ACTION ITEM
If a line in the data below includes the string "ViewMode", please return a copy of it.

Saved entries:
########################################
//! Money type for representing monetary values.
//!
//! Uses cents-based integer representation so that summing a page of
//! prices never accumulates floating-point drift.

use serde::{Deserialize, Serialize};
use std::fmt;
use std::ops::Add;

use thiserror::Error;

/// Supported currencies.
#[derive(Debug, Clone, Copy, PartialEq, Eq, Hash, Serialize, Deserialize, Default)]
pub enum Currency {
    #[default]
    BRL,
    USD,
    EUR,
}

impl Currency {
    /// Get the currency code (e.g., "BRL").
    pub fn code(&self) -> &'static str {
        match self {
            Currency::BRL => "BRL",
            Currency::USD => "USD",
            Currency::EUR => "EUR",
        }
    }

    /// Get the currency symbol (e.g., "R$").
    pub fn symbol(&self) -> &'static str {
        match self {
            Currency::BRL => "R$",
            Currency::USD => "$",
            Currency::EUR => "\u{20ac}",
        }
    }

    /// Number of decimal places. All supported currencies use two.
    pub fn decimal_places(&self) -> u32 {
        2
    }

    /// Parse a currency code string.
    pub fn from_code(code: &str) -> Option<Self> {
        match code.to_uppercase().as_str() {
            "BRL" => Some(Currency::BRL),
            "USD" => Some(Currency::USD),
            "EUR" => Some(Currency::EUR),
            _ => None,
        }
    }
}

impl fmt::Display for Currency {
    fn fmt(&self, f: &mut fmt::Formatter<'_>) -> fmt::Result {
        write!(f, "{}", self.code())
    }
}

/// Formatting locale for monetary display strings.
///
/// Fixed configuration, never auto-detected from the environment, so a
/// given price always renders to the same string.
#[derive(Debug, Clone, Copy, PartialEq, Eq, Hash, Serialize, Deserialize, Default)]
pub enum Locale {
    /// Brazilian Portuguese: `R$ 1.234,56`.
    #[default]
    #[serde(rename = "pt-BR")]
    PtBr,
    /// US English: `$1,234.56`.
    #[serde(rename = "en-US")]
    EnUs,
}

impl Locale {
    /// Get the (grouping, decimal) separator pair.
    pub fn separators(&self) -> (char, char) {
        match self {
            Locale::PtBr => ('.', ','),
            Locale::EnUs => (',', '.'),
        }
    }

    /// Whether a space separates the symbol from the amount.
    pub fn spaced_symbol(&self) -> bool {
        matches!(self, Locale::PtBr)
    }

    /// Get the BCP 47 tag for this locale.
    pub fn tag(&self) -> &'static str {
        match self {
            Locale::PtBr => "pt-BR",
            Locale::EnUs => "en-US",
        }
    }
}

impl fmt::Display for Locale {
    fn fmt(&self, f: &mut fmt::Formatter<'_>) -> fmt::Result {
        write!(f, "{}", self.tag())
    }
}

/// A monetary value with currency.
///
/// Amounts are stored in the smallest unit of the currency (cents).
#[derive(Debug, Clone, Copy, PartialEq, Eq, Hash, Serialize, Deserialize, Default)]
pub struct Money {
    /// Amount in cents.
    pub amount_cents: i64,
    /// The currency.
    pub currency: Currency,
}

impl Money {
    /// Create a new Money value from cents.
    pub fn new(amount_cents: i64, currency: Currency) -> Self {
        Self {
            amount_cents,
            currency,
        }
    }

    /// Create a Money value from a decimal amount.
    ///
    /// ```
    /// use vitrine_core::money::{Currency, Money};
    /// let price = Money::from_decimal(19.9, Currency::BRL);
    /// assert_eq!(price.amount_cents, 1990);
    /// ```
    pub fn from_decimal(amount: f64, currency: Currency) -> Self {
        let multiplier = 10_i64.pow(currency.decimal_places());
        let amount_cents = (amount * multiplier as f64).round() as i64;
        Self::new(amount_cents, currency)
    }

    /// Create a zero amount in the given currency.
    pub fn zero(currency: Currency) -> Self {
        Self::new(0, currency)
    }

    /// Check if this is zero.
    pub fn is_zero(&self) -> bool {
        self.amount_cents == 0
    }

    /// Convert to a decimal value.
    pub fn to_decimal(&self) -> f64 {
        let divisor = 10_i64.pow(self.currency.decimal_places());
        self.amount_cents as f64 / divisor as f64
    }

    /// Try to add another Money value, returning None if currencies don't match.
    pub fn try_add(&self, other: &Money) -> Option<Money> {
        if self.currency != other.currency {
            return None;
        }
        Some(Money::new(
            self.amount_cents + other.amount_cents,
            self.currency,
        ))
    }

    /// Sum an iterator of Money values.
    pub fn sum<'a>(iter: impl Iterator<Item = &'a Money>, currency: Currency) -> Money {
        iter.fold(Money::zero(currency), |acc, m| acc + *m)
    }
}

impl Add for Money {
    type Output = Money;

    /// # Panics
    /// Panics if currencies don't match. Use `try_add` for fallible addition.
    fn add(self, other: Money) -> Money {
        self.try_add(&other)
            .expect("Currency mismatch in addition")
    }
}

impl fmt::Display for Money {
    fn fmt(&self, f: &mut fmt::Formatter<'_>) -> fmt::Result {
        write!(f, "{} {:.2}", self.currency.code(), self.to_decimal())
    }
}

/// Error parsing a formatted money string.
#[derive(Debug, Error, PartialEq, Eq)]
pub enum MoneyParseError {
    #[error("unparseable money value: {0:?}")]
    Invalid(String),
}

/// Deterministic currency formatter for a fixed currency/locale pair.
#[derive(Debug, Clone, Copy, PartialEq, Eq)]
pub struct PriceFormat {
    currency: Currency,
    locale: Locale,
}

impl PriceFormat {
    /// Create a formatter for the given currency and locale.
    pub fn new(currency: Currency, locale: Locale) -> Self {
        Self { currency, locale }
    }

    /// The currency this formatter renders.
    pub fn currency(&self) -> Currency {
        self.currency
    }

    /// The locale this formatter renders in.
    pub fn locale(&self) -> Locale {
        self.locale
    }

    /// Format a monetary value (e.g., `R$ 1.234,56` for pt-BR/BRL).
    pub fn format(&self, amount: Money) -> String {
        let (group_sep, decimal_sep) = self.locale.separators();
        let places = self.currency.decimal_places();
        let divisor = 10_i64.pow(places);

        let cents = amount.amount_cents.unsigned_abs();
        let whole = cents / divisor as u64;
        let frac = cents % divisor as u64;

        let mut out = String::new();
        if amount.amount_cents < 0 {
            out.push('-');
        }
        out.push_str(self.currency.symbol());
        if self.locale.spaced_symbol() {
            out.push(' ');
        }
        out.push_str(&group_thousands(whole, group_sep));
        out.push(decimal_sep);
        out.push_str(&format!("{:0width$}", frac, width = places as usize));
        out
    }

    /// Parse a string previously produced by [`format`](Self::format).
    ///
    /// Tolerates missing symbol and grouping; the decimal separator and
    /// digit layout must match the locale.
    pub fn parse(&self, text: &str) -> Result<Money, MoneyParseError> {
        let (group_sep, decimal_sep) = self.locale.separators();
        let places = self.currency.decimal_places() as usize;

        let mut rest = text.trim();
        let negative = rest.starts_with('-');
        if negative {
            rest = rest[1..].trim_start();
        }
        rest = rest
            .strip_prefix(self.currency.symbol())
            .unwrap_or(rest)
            .trim_start();

        let mut whole = String::new();
        let mut frac = String::new();
        let mut in_frac = false;
        for c in rest.chars() {
            if c.is_ascii_digit() {
                if in_frac {
                    frac.push(c);
                } else {
                    whole.push(c);
                }
            } else if c == decimal_sep && !in_frac {
                in_frac = true;
            } else if c == group_sep && !in_frac {
                // grouping separator, skip
            } else {
                return Err(MoneyParseError::Invalid(text.to_string()));
            }
        }

        if whole.is_empty() || frac.len() > places {
            return Err(MoneyParseError::Invalid(text.to_string()));
        }
        while frac.len() < places {
            frac.push('0');
        }

        let whole: i64 = whole
            .parse()
            .map_err(|_| MoneyParseError::Invalid(text.to_string()))?;
        let frac: i64 = if frac.is_empty() {
            0
        } else {
            frac.parse()
                .map_err(|_| MoneyParseError::Invalid(text.to_string()))?
        };

        let mut cents = whole * 10_i64.pow(places as u32) + frac;
        if negative {
            cents = -cents;
        }
        Ok(Money::new(cents, self.currency))
    }
}

impl Default for PriceFormat {
    fn default() -> Self {
        Self::new(Currency::BRL, Locale::PtBr)
    }
}

/// Insert a grouping separator every three digits from the right.
fn group_thousands(value: u64, sep: char) -> String {
    let digits = value.to_string();
    let mut out = String::with_capacity(digits.len() + digits.len() / 3);
    let offset = digits.len() % 3;
    for (i, c) in digits.chars().enumerate() {
        if i > 0 && (i + 3 - offset) % 3 == 0 {
            out.push(sep);
        }
        out.push(c);
    }
    out
}

#[cfg(test)]
mod tests {
    use super::*;

    fn brl() -> PriceFormat {
        PriceFormat::new(Currency::BRL, Locale::PtBr)
    }

    #[test]
    fn test_money_from_decimal() {
        let m = Money::from_decimal(19.9, Currency::BRL);
        assert_eq!(m.amount_cents, 1990);

        let m = Money::from_decimal(5.25, Currency::USD);
        assert_eq!(m.amount_cents, 525);
    }

    #[test]
    fn test_money_sum_is_exact() {
        let prices = vec![
            Money::from_decimal(10.5, Currency::BRL),
            Money::from_decimal(5.25, Currency::BRL),
        ];
        let total = Money::sum(prices.iter(), Currency::BRL);
        assert_eq!(total.amount_cents, 1575);
    }

    #[test]
    fn test_money_try_add_mismatch() {
        let a = Money::new(100, Currency::BRL);
        let b = Money::new(100, Currency::USD);
        assert_eq!(a.try_add(&b), None);
    }

    #[test]
    fn test_format_pt_br() {
        assert_eq!(brl().format(Money::new(1990, Currency::BRL)), "R$ 19,90");
        assert_eq!(brl().format(Money::new(0, Currency::BRL)), "R$ 0,00");
        assert_eq!(
            brl().format(Money::new(123_456, Currency::BRL)),
            "R$ 1.234,56"
        );
        assert_eq!(
            brl().format(Money::new(1_234_567_890, Currency::BRL)),
            "R$ 12.345.678,90"
        );
    }

    #[test]
    fn test_format_en_us() {
        let fmt = PriceFormat::new(Currency::USD, Locale::EnUs);
        assert_eq!(fmt.format(Money::new(1990, Currency::USD)), "$19.90");
        assert_eq!(fmt.format(Money::new(123_456, Currency::USD)), "$1,234.56");
    }

    #[test]
    fn test_format_negative() {
        assert_eq!(brl().format(Money::new(-500, Currency::BRL)), "-R$ 5,00");
    }

    #[test]
    fn test_parse_round_trip() {
        let fmt = brl();
        for cents in [0, 1, 99, 100, 1990, 123_456, 98_765_432] {
            let money = Money::new(cents, Currency::BRL);
            assert_eq!(fmt.parse(&fmt.format(money)), Ok(money));
        }
    }

    #[test]
    fn test_parse_without_symbol() {
        assert_eq!(
            brl().parse("1.234,56"),
            Ok(Money::new(123_456, Currency::BRL))
        );
        assert_eq!(brl().parse("19,9"), Ok(Money::new(1990, Currency::BRL)));
    }

    #[test]
    fn test_parse_rejects_garbage() {
        assert!(brl().parse("abc").is_err());
        assert!(brl().parse("R$ 19,901").is_err());
        assert!(brl().parse("").is_err());
    }

    #[test]
    fn test_currency_from_code() {
        assert_eq!(Currency::from_code("brl"), Some(Currency::BRL));
        assert_eq!(Currency::from_code("USD"), Some(Currency::USD));
        assert_eq!(Currency::from_code("XYZ"), None);
    }
}
//! Fetch-to-view-model transformation.

use vitrine_core::config::ViewMode;
use vitrine_core::money::{Money, PriceFormat};
use vitrine_core::product::{RawProduct, ResultItem, ResultSet};

/// Shape a fetched product sequence into a renderable [`ResultSet`].
///
/// Server order is preserved. In enriched mode each item gains a
/// locale-formatted price and the total accumulates in the same pass;
/// in plain mode both are absent.
pub fn build_result_set(raw: Vec<RawProduct>, mode: ViewMode, format: &PriceFormat) -> ResultSet {
    let currency = format.currency();
    match mode {
        ViewMode::Plain => ResultSet {
            items: raw
                .into_iter()
                .map(|p| ResultItem {
                    id: p.id,
                    title: p.title,
                    price: Money::from_decimal(p.price, currency),
                    price_display: None,
                })
                .collect(),
            total: None,
        },
        ViewMode::Enriched => {
            let mut total = Money::zero(currency);
            let items = raw
                .into_iter()
                .map(|p| {
                    let price = Money::from_decimal(p.price, currency);
                    total = total + price;
                    ResultItem {
                        id: p.id,
                        title: p.title,
                        price,
                        price_display: Some(format.format(price)),
                    }
                })
                .collect();
            ResultSet {
                items,
                total: Some(total),
            }
        }
    }
}
//! Search configuration.
//!
//! The catalog endpoint and result-shaping behavior are injected
//! configuration, never hard-coded at the call site.

use serde::{Deserialize, Serialize};

use crate::money::{Currency, Locale, PriceFormat};

/// How fetched products are shaped for rendering.
///
/// Both variants are first-class; which one runs is a configuration
/// decision, not a guess.
#[derive(Debug, Clone, Copy, PartialEq, Eq, Default, Serialize, Deserialize)]
#[serde(rename_all = "lowercase")]
pub enum ViewMode {
    /// Pass products through with no formatted price and no total.
    Plain,
    /// Attach a locale-formatted price to each item and an aggregate total.
    #[default]
    Enriched,
}

/// Configuration for the search core.
#[derive(Debug, Clone, PartialEq, Serialize, Deserialize)]
pub struct SearchConfig {
    /// Base URL of the catalog API.
    #[serde(default = "default_base_url")]
    pub base_url: String,

    /// Result-shaping mode.
    #[serde(default)]
    pub mode: ViewMode,

    /// Currency prices are denominated in.
    #[serde(default)]
    pub currency: Currency,

    /// Locale used for price display strings.
    #[serde(default)]
    pub locale: Locale,
}

fn default_base_url() -> String {
    "http://localhost:3333".to_string()
}

impl Default for SearchConfig {
    fn default() -> Self {
        Self {
            base_url: default_base_url(),
            mode: ViewMode::default(),
            currency: Currency::default(),
            locale: Locale::default(),
        }
    }
}

impl SearchConfig {
    /// Build the price formatter for this configuration.
    pub fn price_format(&self) -> PriceFormat {
        PriceFormat::new(self.currency, self.locale)
    }
}
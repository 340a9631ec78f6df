//! `vitrine search` - one-shot search.

use anyhow::{bail, Result};
use clap::Args;

use vitrine_catalog::{HttpCatalog, RetryPolicy};
use vitrine_core::config::ViewMode;
use vitrine_search::{Outcome, ResultsPresenter, SearchController};

use crate::context::Context;
use crate::presenter::TermPresenter;

/// Arguments for the search command.
#[derive(Args)]
pub struct SearchArgs {
    /// Query text
    pub query: String,

    /// Override the catalog base URL
    #[arg(long)]
    pub base_url: Option<String>,

    /// Override the result-shaping mode (plain or enriched)
    #[arg(long)]
    pub mode: Option<String>,

    /// Product ids to add to the wishlist after the search
    #[arg(long = "wishlist", value_delimiter = ',')]
    pub wishlist: Vec<u64>,
}

pub async fn run(args: SearchArgs, ctx: &Context) -> Result<()> {
    let mut config = ctx.config.search_config();
    if let Some(base_url) = args.base_url {
        config.base_url = base_url;
    }
    if let Some(mode) = &args.mode {
        config.mode = parse_mode(mode)?;
    }

    ctx.output
        .debug(&format!("catalog endpoint: {}", config.base_url));

    let catalog = HttpCatalog::new(config.base_url.clone())
        .with_retry(RetryPolicy::new(ctx.config.catalog.max_retries));

    let mut controller = SearchController::new(&config);
    controller.set_query(&args.query);

    if controller.search(&catalog).await == Outcome::Skipped {
        ctx.output.warn("query is empty, nothing submitted");
        return Ok(());
    }

    if ctx.output.is_json() {
        match controller.last_error() {
            Some(err) => ctx.output.error(&err.to_string()),
            None => ctx.output.json(controller.results()),
        }
    } else {
        TermPresenter::new().render(controller.render_props());
    }

    for id in args.wishlist {
        controller.add_to_wishlist(id);
        ctx.output.success(&format!("wishlisted #{id}"));
    }

    Ok(())
}

/// Parse a view mode name.
fn parse_mode(value: &str) -> Result<ViewMode> {
    match value {
        "plain" => Ok(ViewMode::Plain),
        "enriched" => Ok(ViewMode::Enriched),
        other => bail!("unknown mode {other:?} (expected plain or enriched)"),
    }
}
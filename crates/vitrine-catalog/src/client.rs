//! Catalog fetch client.

use async_trait::async_trait;
use tracing::debug;

use vitrine_core::product::RawProduct;

use crate::error::CatalogError;
use crate::retry::RetryPolicy;

/// The remote product catalog, as seen by the search core.
///
/// Object-safe so controllers can hold `&dyn ProductCatalog` and tests
/// can substitute an in-memory collaborator.
#[async_trait]
pub trait ProductCatalog: Send + Sync {
    /// Fetch the products matching `query`, in server order.
    async fn search(&self, query: &str) -> Result<Vec<RawProduct>, CatalogError>;
}

/// HTTP implementation of [`ProductCatalog`].
///
/// Issues `GET {base_url}/products?q={query}` with the query value
/// percent-encoded.
pub struct HttpCatalog {
    base_url: String,
    http: reqwest::Client,
    retry: RetryPolicy,
}

impl HttpCatalog {
    /// Create a client for the given catalog base URL.
    pub fn new(base_url: impl Into<String>) -> Self {
        let base_url = base_url.into().trim_end_matches('/').to_string();
        Self {
            base_url,
            http: reqwest::Client::new(),
            retry: RetryPolicy::default(),
        }
    }

    /// Set the retry policy for retryable failures.
    pub fn with_retry(mut self, retry: RetryPolicy) -> Self {
        self.retry = retry;
        self
    }

    /// The configured base URL.
    pub fn base_url(&self) -> &str {
        &self.base_url
    }

    /// Build the request target for a query.
    fn search_url(&self, query: &str) -> String {
        format!("{}/products?q={}", self.base_url, urlencoding::encode(query))
    }

    async fn fetch_once(&self, url: &str) -> Result<Vec<RawProduct>, CatalogError> {
        let response = self
            .http
            .get(url)
            .header("accept", "application/json")
            .send()
            .await
            .map_err(|e| CatalogError::Connection(e.to_string()))?;

        let status = response.status();
        if !status.is_success() {
            return Err(CatalogError::Http {
                status: status.as_u16(),
                url: url.to_string(),
            });
        }

        response
            .json::<Vec<RawProduct>>()
            .await
            .map_err(|e| CatalogError::InvalidBody(e.to_string()))
    }
}

#[async_trait]
impl ProductCatalog for HttpCatalog {
    async fn search(&self, query: &str) -> Result<Vec<RawProduct>, CatalogError> {
        let url = self.search_url(query);
        let mut attempt = 0u32;
        loop {
            debug!(%url, attempt, "catalog request");
            match self.fetch_once(&url).await {
                Ok(products) => {
                    debug!(count = products.len(), "catalog response");
                    return Ok(products);
                }
                Err(err) if self.retry.should_retry(&err, attempt) => {
                    let delay = self.retry.backoff.delay_for_attempt(attempt);
                    debug!(error = %err, delay_ms = delay.as_millis() as u64, "retrying");
                    if !delay.is_zero() {
                        tokio::time::sleep(delay).await;
                    }
                    attempt += 1;
                }
                Err(err) => return Err(err),
            }
        }
    }
}
use thiserror::Error;

/// Errors raised by the collaboration coordinator and its transports
#[derive(Debug, Error)]
pub enum CollabError {
    #[error("Invalid channel name '{0}'")]
    InvalidChannel(String),

    #[error("Invalid message: {0}")]
    InvalidMessage(String),

    #[error("Channel '{0}' is not subscribed")]
    NotSubscribed(String),

    #[error("Channel '{0}' is closed")]
    ChannelClosed(String),

    #[error("Transport error: {0}")]
    Transport(String),

    #[error("Editor is read-only")]
    ReadOnly,

    #[error("Cursor offset {offset} out of range for document of length {len}")]
    CursorOutOfRange { offset: usize, len: usize },

    #[error("Selection start {start} is after end {end}")]
    InvalidSelection { start: usize, end: usize },

    #[error("Echo guard rejected transition: {0}")]
    EchoGuard(&'static str),

    #[error("Session has shut down")]
    SessionClosed,

    #[error(transparent)]
    Json(#[from] serde_json::Error),
}

pub type Result<T> = std::result::Result<T, CollabError>;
########################################
ANSWER FOR THIS EXERCISE
use vitrine_core::config::ViewMode;
pub fn build_result_set(raw: Vec<RawProduct>, mode: ViewMode, format: &PriceFormat) -> ResultSet {
        ViewMode::Plain => ResultSet {
        ViewMode::Enriched => {
pub enum ViewMode {
    pub mode: ViewMode,
            mode: ViewMode::default(),
use vitrine_core::config::ViewMode;
fn parse_mode(value: &str) -> Result<ViewMode> {
        "plain" => Ok(ViewMode::Plain),
        "enriched" => Ok(ViewMode::Enriched),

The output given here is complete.